The vet was running late that day, but it turned out to be for the best, I think. We had moved Kasha out into the yard, and as the sun fell and the light began to die, we brought candles, many candles, outside.

For an hour or so, Rhiannon and I sat beside Kasha, lavishing her with Love, expensive treats, and cheese. We told her how much she meant to us, swapped stories about what a good dog she’d been, shared the funny stories, and commemorated her life.

We were ready, when the vet arrived. She quietly asked questions, to understand the situation better. We managed to stop crying long enough to answer them. I suspect our tear-streaked faces told her more than enough.

The vet was gentle and patient, and Kasha was soon sedated, nearly asleep, her head in my lap… the vet waited until we were ready, to give that final injection.
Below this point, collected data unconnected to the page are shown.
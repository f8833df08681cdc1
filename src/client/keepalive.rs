//! Periodic liveness probing.
//!
//! While the connection is open, a `{ "cmd": "ping", "val": "" }` envelope
//! is written on a fixed interval. No reply is awaited; the ping exists to
//! detect silently-dead connections faster than the transport's own
//! timeout and to keep intermediary proxies from closing an idle socket.
//!
//! When a tick finds the connection dead, the keepalive reports it on the
//! connection-lost channel and leaves the reconnect decision to the
//! session layer.

// ============================================================================
// Imports
// ============================================================================

use std::time::Duration;

use tokio::sync::broadcast;
use tokio::task::JoinHandle;
use tokio::time::MissedTickBehavior;
use tracing::{debug, trace};

use crate::protocol::Packet;
use crate::transport::{ConnectionState, Transport};

// ============================================================================
// Keepalive Task
// ============================================================================

/// Spawns the keepalive loop.
pub(crate) fn spawn(
    transport: Transport,
    interval: Duration,
    lost: broadcast::Sender<()>,
) -> JoinHandle<()> {
    tokio::spawn(run(transport, interval, lost))
}

async fn run(transport: Transport, interval: Duration, lost: broadcast::Sender<()>) {
    let mut ticker = tokio::time::interval(interval);
    ticker.set_missed_tick_behavior(MissedTickBehavior::Delay);

    // Tracks whether the previous tick saw a live connection, so a dead
    // socket is reported once rather than on every tick.
    let mut was_open = false;

    loop {
        ticker.tick().await;

        match transport.state() {
            ConnectionState::Open => match transport.send(&Packet::ping()) {
                Ok(()) => {
                    trace!("ping sent");
                    was_open = true;
                }
                Err(e) => {
                    // The send raced a close; treat it as a dead connection.
                    debug!(error = %e, "ping failed");
                    if was_open {
                        let _ = lost.send(());
                    }
                    was_open = false;
                }
            },

            ConnectionState::Closed => {
                if was_open {
                    debug!("dead connection detected at ping tick");
                    let _ = lost.send(());
                }
                was_open = false;
            }

            ConnectionState::Connecting => {}
        }
    }
}

// ============================================================================
// Tests
// ============================================================================

#[cfg(test)]
mod tests {
    use super::*;

    use crate::testutil::TestServer;

    #[tokio::test]
    async fn test_pings_flow_while_open() {
        let server = TestServer::bind().await;
        let (transport, _events) = Transport::new(server.url());

        let (mut conn, ()) = tokio::join!(server.accept(), async {
            transport.connect().await.expect("connect");
        });

        let (lost_tx, _lost_rx) = broadcast::channel(8);
        let task = spawn(transport, Duration::from_millis(20), lost_tx);

        let frame = conn.recv_json().await;
        assert_eq!(frame["cmd"], "ping");
        assert_eq!(frame["val"], "");

        task.abort();
    }

    #[tokio::test]
    async fn test_dead_connection_reported_once() {
        let server = TestServer::bind().await;
        let (transport, _events) = Transport::new(server.url());

        let (conn, ()) = tokio::join!(server.accept(), async {
            transport.connect().await.expect("connect");
        });

        let (lost_tx, mut lost_rx) = broadcast::channel(8);
        let task = spawn(transport, Duration::from_millis(20), lost_tx);

        // Let at least one ping tick observe the open connection.
        conn.recv_json().await;
        conn.close().await;

        lost_rx.recv().await.expect("lost signal");

        // Further ticks stay quiet while the connection remains closed.
        tokio::time::sleep(Duration::from_millis(100)).await;
        assert!(lost_rx.try_recv().is_err());

        task.abort();
    }

    #[tokio::test]
    async fn test_no_pings_while_closed() {
        let server = TestServer::bind().await;
        let (transport, _events) = Transport::new(server.url());

        let (lost_tx, mut lost_rx) = broadcast::channel(8);
        let task = spawn(transport, Duration::from_millis(20), lost_tx);

        tokio::time::sleep(Duration::from_millis(100)).await;
        assert!(lost_rx.try_recv().is_err());

        task.abort();
    }
}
My forehead rested on Kasha’s, one hand cradling her head, the other in Rhiannon’s tight grip, as tears streamed like a river over Kasha’s head. I whispered to her that it was okay, that she should fly free, my beautiful girl, away from the pain, and that we’d be okay.

Kasha’s nose against my leg told me when her breathing slowed, and stopped.

I don’t know how it is for other people in the same situation.

But as deaths go, this one was peaceful, reverential, sacred. An act of mercy, a setting free, done with so very much Love. I can only hope my own passing, when it comes, is such a gentle one.

And maybe that’s why the vet cried. I don’t suppose it’s every day she sees a sacred passing, a silently sobbing owner, forehead to forehead, eye to eye, with her beloved companion, as their soul takes flight.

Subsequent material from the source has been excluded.